TEMPE — Coach Herb Sendek walked out of an ASU practice this week, leaving his assistants to direct the Sun Devils. He eventually returned and sat in the balcony of the team’s practice facility, shouting instructions down below.
Maybe his actions stemmed from frustration. Or maybe it was an effort to spark his team, which tonight faces the No. 1 team in the country, rival Arizona. In 21 years of coaching, Sendek has two victories over No. 1 teams, both coming at North Carolina State.
From those experiences, he relayed this story:
“Believe it or not, just to show you the science of all this and the predictability of it, I remember when we beat North Carolina at Chapel Hill when they were No. 1 in the country (in 1998), and the day before we had one of the worst practices you’ve ever seen,” Sendek said.
“And we went over there the next afternoon, and one of our guards hit eight threes, and I think our team was like 32 of 32 from the foul line. So is there some foreshadowing or some way to predict (this)? I’ve learned long ago, there are too many variables.”
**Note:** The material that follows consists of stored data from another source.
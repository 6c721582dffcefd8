use axum::{
    extract::{rejection::JsonRejection, Path, State},
    http::StatusCode,
    Json,
};
use chrono::Utc;
use shared::{ChatHistoryResponse, ChatRequest, ChatResponse};
use std::sync::Arc;
use tracing::{info, warn};

use crate::{
    error::AppError, openai::is_valid_id, orchestrator::TurnRequest, store::Exchange,
    visualization::parse_visualization, AppState,
};

pub async fn chat(
    State(app_state): State<Arc<AppState>>,
    Path(assistant_id): Path<String>,
    body: Result<Json<ChatRequest>, JsonRejection>,
) -> Result<(StatusCode, Json<ChatResponse>), AppError> {
    let assistant = app_state.registry.get(&assistant_id).await?;
    let Json(req) = body?;

    let question = req.question.trim();
    if question.is_empty() {
        return Err(AppError::Validation(vec!["question"]));
    }
    // thread ids become assistant API path segments
    if req.existing_thread().is_some_and(|id| !is_valid_id(id)) {
        return Err(AppError::InvalidField("thread_id"));
    }

    let asked_at = Utc::now().naive_utc();
    let cancel = app_state.shutdown.child_token();
    let outcome = app_state
        .orchestrator
        .run_turn(
            TurnRequest {
                assistant_id: &assistant.assistant_id,
                question,
                thread_id: req.existing_thread(),
            },
            &cancel,
        )
        .await?;

    if outcome.created_thread {
        info!("Started chat {} with {}", outcome.thread_id, assistant.assistant_id);
    }

    let exchange = Exchange {
        question: question.to_string(),
        answer: outcome.reply.text(),
        asked_at,
        answered_at: Utc::now().naive_utc(),
    };
    if let Err(e) = app_state
        .chats
        .record_exchange(assistant.id, &outcome.thread_id, exchange)
        .await
    {
        warn!("Failed to save chat history for {}: {}", outcome.thread_id, e);
    }

    let visualization = parse_visualization(&outcome.reply.content);

    Ok((
        StatusCode::CREATED,
        Json(ChatResponse {
            response: outcome.reply.content,
            thread_id: outcome.thread_id,
            query_results: outcome.query_results,
            visualization,
        }),
    ))
}

pub async fn chat_history(
    State(app_state): State<Arc<AppState>>,
    Path((assistant_id, thread_id)): Path<(String, String)>,
) -> Result<Json<ChatHistoryResponse>, AppError> {
    let assistant = app_state.registry.get(&assistant_id).await?;

    let messages = app_state
        .chats
        .history(assistant.id, &thread_id)
        .await?
        .ok_or(AppError::NotFound("Chat"))?;

    Ok(Json(ChatHistoryResponse {
        thread_id,
        messages,
    }))
}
Truth is, tonight’s Pac-12 showdown at McKale Center might come at a bad time for the Sun Devils (13-4, 2-2 Pac-12). They’re coming off Sunday’s 15-point loss at UCLA. Star point guard Jahii Carson is in a shooting slump, and second-leading scorer Jermaine Marshall is questionable because of a groin issue.
UA (17-0, 4-0) is versatile and long, quick and disruptive.
According to statistician Ken Pomeroy, UA makes opponents work the ball an average of 20 seconds per possession before getting up a shot (which ranks second only to Syracuse and its troublesome 2-3 zone). And even then, the Wildcats hold opponents to 37.1 percent shooting.
The bad news for ASU: It’s just one way UA can win.
The Wildcats have yet to be out-rebounded this season. ASU associate head coach Eric Musselman said a missed shot is pretty much part of their offense simply because Gordon (who quick-jumps like former Suns star Shawn Marion) and freshman reserve Rondae Hollis-Jefferson are so active on the offensive glass.
“They rebound like an NBA team,” said Musselman, a former NBA head coach. “And I know people have said they’re not very deep; I think they’re really deep because they have seven guys who can score in double figures.”
On ASU’s side: Carson often plays well in big games, especially away from home. His top five scoring games over the past two seasons (25 points or above) all took place on the road or on a neutral court. But the sophomore has struggled recently. Over the past five games, Carson has averaged 14.4 points and 1.8 assists, shooting 34.8 percent from the field. Against UCLA, he finished with nine points on 4-of-17 shooting.
“I’m not playing the best basketball I can play,” Carson said. “I’m not even coming close to the energy or the effort that I know I can bring, the scoring or the dishing out I know I can bring.”